- [WHAT YOU ARE ASKED TO DO]: The following data has a line with "layer? (for beginners)" and a line with "domain objects and". Write out exactly those lines and all the lines between them.

- [DATA]:
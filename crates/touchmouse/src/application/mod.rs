//! Application layer for the relay.
//!
//! # What is the "application" layer? (for beginners)
//!
//! In Clean Architecture the *application* layer sits between the domain
//! (pure business rules in `touchmouse-core`) and the infrastructure
//! (sockets, stdin, config files).  It orchestrates domain objects and
//! depends on traits rather than concrete sockets, so every use case here can
//! be unit-tested with in-memory doubles.
//!
//! # Sub-modules
//!
//! - **`event_queue`** – The bounded FIFO between input producers and the
//!   dispatcher.  Full queue means the producer waits.
//!
//! - **`dispatch`** – The single consumer: classify → encode → send, one
//!   sample at a time, in arrival order.
//!
//! - **`shutdown`** – The signal that stops the dispatcher deterministically.

pub mod dispatch;
pub mod event_queue;
pub mod shutdown;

- [ANSWER TO THIS EXERCISE]:
//! # What is the "application" layer? (for beginners)
//!
//! In Clean Architecture the *application* layer sits between the domain
//! (pure business rules in `touchmouse-core`) and the infrastructure
//! (sockets, stdin, config files).  It orchestrates domain objects and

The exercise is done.